Test–retest reliability of KINARM robot sensorimotor and cognitive assessment: in pediatric ice hockey players

Background Better diagnostic and prognostic tools are needed to address issues related to early diagnosis and management of concussion across the continuum of aging but particularly in children and adolescents. The purpose of the current study was to evaluate the reliability of robotic technology (KINARM robot) assessments of reaching, position sense, bimanual motor function, visuospatial skills, attention and decision making in youth ice hockey players (ages 10–14). Methods Thirty-four male children attended two testing days, one week apart. On day one, each subject completed five tasks on the robot with two examiners (alternating examiner sequence); the 2nd examiner followed the same procedure as the 1st immediately afterwards. One consistent examiner tested subjects one week later. This is a test-retest reliability study. The robotic tasks characterize sensorimotor and/or cognitive performance; 63 parameters from 5 tasks are reported.
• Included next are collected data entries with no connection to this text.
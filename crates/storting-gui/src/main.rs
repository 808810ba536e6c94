mod app;
mod panels;
mod theme;

use anyhow::{Context, Result};
use app::StortingApp;
use eframe::egui;
use storting_core::{config::CONFIG_ENV, StortingConfig};
use tracing_subscriber::{fmt, layer::SubscriberExt, util::SubscriberInitExt, EnvFilter};

fn main() -> Result<()> {
    dotenvy::dotenv().ok();

    let config = StortingConfig::from_env().context("failed to read configuration")?;
    config.window.validate().context("invalid window configuration")?;

    // stdout plus a plain-text log file
    let log_dir = config.logging.log_directory();
    let file_appender = tracing_appender::rolling::never(&log_dir, "storting.log");
    let (file_writer, _guard) = tracing_appender::non_blocking(file_appender);

    tracing_subscriber::registry()
        .with(
            EnvFilter::try_from_default_env()
                .unwrap_or_else(|_| EnvFilter::new(&config.logging.filter)),
        )
        .with(fmt::layer().with_writer(std::io::stdout))
        .with(fmt::layer().with_writer(file_writer).with_ansi(false))
        .init();

    tracing::info!(
        "Stortingsvotering starting, logging to {}",
        log_dir.join("storting.log").display()
    );
    match &config.source {
        Some(path) => tracing::info!("Configuration read from {}", path.display()),
        None => tracing::info!("No {} set, using default configuration", CONFIG_ENV),
    }

    // Reject a broken dataset before any window opens
    let dataset = config
        .dataset
        .load()
        .context("dataset failed integrity checks")?;

    let options = eframe::NativeOptions {
        viewport: egui::ViewportBuilder::default()
            .with_inner_size([config.window.width, config.window.height])
            .with_min_inner_size([config.window.min_width, config.window.min_height])
            .with_title("Stortingsvotering"),
        ..Default::default()
    };

    eframe::run_native(
        "Stortingsvotering",
        options,
        Box::new(|_cc| Ok(Box::new(StortingApp::new(dataset)))),
    )
    .map_err(|e| anyhow::anyhow!("GUI exited with error: {e}"))
}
Session 1 was the 1st time the subject performed the 5 tasks, session 2 the 2nd time on day 1, and session 3 one week following. Results Intra-class correlation coefficients ranged from 0.06 to 0.91 and 0.09 to 0.90 for session 1 to 2 and 2 to 3, respectively. Bland-Altman plots showed agreement in a majority of the parameters and a learning effect in 25 % and 24 % of parameters in session 1 vs 2 and 1 vs 3, respectively but none for session 2 vs 3. Of those that showed a learning effect, only 8 % of parameters in session 1 vs 2 and 10 % in session 1 vs 3 had a clinical relevance measure ≥ 0.8. Conclusions The relative homogeneity of the sample and the effect of learning seen in some of the task parameters appears to have negatively impacted the intra-class correlation coefficients from session 1 to 2, with less impact for 2 to 3. The Bland-Altman analysis supports good absolute reliability in healthy male children with no neurological impairment ranging in age from 10 to 14. The clinically relevant learning effect seen, in a small number of parameters could be addressed by creating a learning effect adjustment factor and/or implementing a practice session, which would eliminate the learning effect.